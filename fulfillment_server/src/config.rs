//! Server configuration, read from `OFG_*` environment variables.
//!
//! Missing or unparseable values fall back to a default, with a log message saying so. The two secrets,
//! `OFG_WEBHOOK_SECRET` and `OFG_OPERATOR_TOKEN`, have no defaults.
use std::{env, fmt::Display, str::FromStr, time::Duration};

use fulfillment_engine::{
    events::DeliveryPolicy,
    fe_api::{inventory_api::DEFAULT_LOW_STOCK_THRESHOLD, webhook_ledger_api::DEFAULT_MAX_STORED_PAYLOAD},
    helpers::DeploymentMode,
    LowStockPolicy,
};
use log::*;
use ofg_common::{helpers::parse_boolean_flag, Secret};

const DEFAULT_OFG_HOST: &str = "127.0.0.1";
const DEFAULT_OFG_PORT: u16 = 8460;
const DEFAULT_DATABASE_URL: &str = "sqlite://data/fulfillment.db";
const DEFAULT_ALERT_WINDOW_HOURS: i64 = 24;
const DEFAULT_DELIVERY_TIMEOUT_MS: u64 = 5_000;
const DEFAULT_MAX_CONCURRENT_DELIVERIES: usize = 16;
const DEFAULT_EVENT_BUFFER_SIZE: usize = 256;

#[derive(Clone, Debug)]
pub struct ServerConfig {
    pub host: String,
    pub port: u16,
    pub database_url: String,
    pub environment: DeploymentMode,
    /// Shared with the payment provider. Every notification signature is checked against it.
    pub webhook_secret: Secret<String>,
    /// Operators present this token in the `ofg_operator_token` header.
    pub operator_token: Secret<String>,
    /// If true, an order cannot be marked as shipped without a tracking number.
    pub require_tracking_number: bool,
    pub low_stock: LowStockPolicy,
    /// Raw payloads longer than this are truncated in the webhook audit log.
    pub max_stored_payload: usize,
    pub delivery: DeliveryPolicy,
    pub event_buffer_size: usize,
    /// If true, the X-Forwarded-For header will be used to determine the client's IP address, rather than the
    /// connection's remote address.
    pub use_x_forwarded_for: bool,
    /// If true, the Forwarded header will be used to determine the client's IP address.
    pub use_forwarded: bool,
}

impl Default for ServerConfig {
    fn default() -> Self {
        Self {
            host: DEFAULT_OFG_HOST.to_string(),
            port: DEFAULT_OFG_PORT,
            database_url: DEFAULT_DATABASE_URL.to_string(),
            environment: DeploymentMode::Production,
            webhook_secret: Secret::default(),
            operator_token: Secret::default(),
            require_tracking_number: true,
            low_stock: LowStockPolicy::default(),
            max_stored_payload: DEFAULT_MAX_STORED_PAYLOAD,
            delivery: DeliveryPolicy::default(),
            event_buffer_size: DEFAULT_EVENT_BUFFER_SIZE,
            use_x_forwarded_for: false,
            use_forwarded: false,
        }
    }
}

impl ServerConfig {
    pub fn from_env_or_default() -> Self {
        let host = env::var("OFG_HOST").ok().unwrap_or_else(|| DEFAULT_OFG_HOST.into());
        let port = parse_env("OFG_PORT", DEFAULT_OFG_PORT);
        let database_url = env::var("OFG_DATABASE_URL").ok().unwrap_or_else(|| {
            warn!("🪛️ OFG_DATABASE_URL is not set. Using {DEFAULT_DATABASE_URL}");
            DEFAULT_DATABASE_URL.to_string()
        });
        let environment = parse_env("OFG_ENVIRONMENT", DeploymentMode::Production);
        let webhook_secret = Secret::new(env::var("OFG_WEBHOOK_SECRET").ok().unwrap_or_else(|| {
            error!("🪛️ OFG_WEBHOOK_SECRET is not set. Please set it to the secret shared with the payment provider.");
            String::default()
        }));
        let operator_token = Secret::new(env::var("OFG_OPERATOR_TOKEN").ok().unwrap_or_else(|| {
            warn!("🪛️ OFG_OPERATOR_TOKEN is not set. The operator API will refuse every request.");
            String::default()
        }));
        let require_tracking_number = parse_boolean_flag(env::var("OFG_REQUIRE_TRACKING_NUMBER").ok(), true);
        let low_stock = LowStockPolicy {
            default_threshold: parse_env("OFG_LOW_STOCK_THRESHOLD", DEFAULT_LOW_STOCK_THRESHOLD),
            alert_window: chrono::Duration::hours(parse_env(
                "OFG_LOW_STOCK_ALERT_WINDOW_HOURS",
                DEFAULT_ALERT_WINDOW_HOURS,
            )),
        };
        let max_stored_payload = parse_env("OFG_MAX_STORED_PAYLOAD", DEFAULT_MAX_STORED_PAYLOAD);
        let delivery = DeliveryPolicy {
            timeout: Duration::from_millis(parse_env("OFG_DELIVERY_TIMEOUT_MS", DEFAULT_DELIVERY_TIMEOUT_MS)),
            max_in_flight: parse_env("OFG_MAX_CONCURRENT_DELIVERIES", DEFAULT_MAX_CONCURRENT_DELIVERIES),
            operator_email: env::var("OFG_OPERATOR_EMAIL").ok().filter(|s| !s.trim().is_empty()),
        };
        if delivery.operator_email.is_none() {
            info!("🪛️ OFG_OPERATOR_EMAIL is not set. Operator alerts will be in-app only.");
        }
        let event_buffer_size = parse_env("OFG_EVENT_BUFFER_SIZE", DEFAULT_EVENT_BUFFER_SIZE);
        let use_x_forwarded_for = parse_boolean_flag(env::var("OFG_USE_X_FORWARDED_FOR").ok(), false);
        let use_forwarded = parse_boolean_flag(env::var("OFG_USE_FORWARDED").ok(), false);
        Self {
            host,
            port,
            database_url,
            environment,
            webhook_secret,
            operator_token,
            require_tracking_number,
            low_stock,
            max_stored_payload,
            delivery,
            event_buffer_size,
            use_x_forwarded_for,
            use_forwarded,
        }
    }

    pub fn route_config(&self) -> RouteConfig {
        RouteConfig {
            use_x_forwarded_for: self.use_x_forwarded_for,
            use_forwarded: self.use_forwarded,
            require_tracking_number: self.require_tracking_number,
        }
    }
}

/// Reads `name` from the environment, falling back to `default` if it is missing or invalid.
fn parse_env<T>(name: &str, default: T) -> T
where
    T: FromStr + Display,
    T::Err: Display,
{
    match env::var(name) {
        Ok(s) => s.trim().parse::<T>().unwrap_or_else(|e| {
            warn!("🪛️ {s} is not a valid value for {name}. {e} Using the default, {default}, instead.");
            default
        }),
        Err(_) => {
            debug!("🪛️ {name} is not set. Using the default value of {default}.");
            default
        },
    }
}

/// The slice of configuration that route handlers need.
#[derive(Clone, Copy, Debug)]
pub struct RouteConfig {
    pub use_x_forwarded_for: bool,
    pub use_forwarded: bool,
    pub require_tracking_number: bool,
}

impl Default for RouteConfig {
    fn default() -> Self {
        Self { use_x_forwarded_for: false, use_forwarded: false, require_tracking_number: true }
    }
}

**Exercise requirements:** Where the listing above reaches the line that contains "route handlers need.", start retyping, and finish with the line that contains "false, require_tracking_number: true"; reproduce those lines exactly and no others.

**Solution below:**
/// The slice of configuration that route handlers need.
#[derive(Clone, Copy, Debug)]
pub struct RouteConfig {
    pub use_x_forwarded_for: bool,
    pub use_forwarded: bool,
    pub require_tracking_number: bool,
}

impl Default for RouteConfig {
    fn default() -> Self {
        Self { use_x_forwarded_for: false, use_forwarded: false, require_tracking_number: true }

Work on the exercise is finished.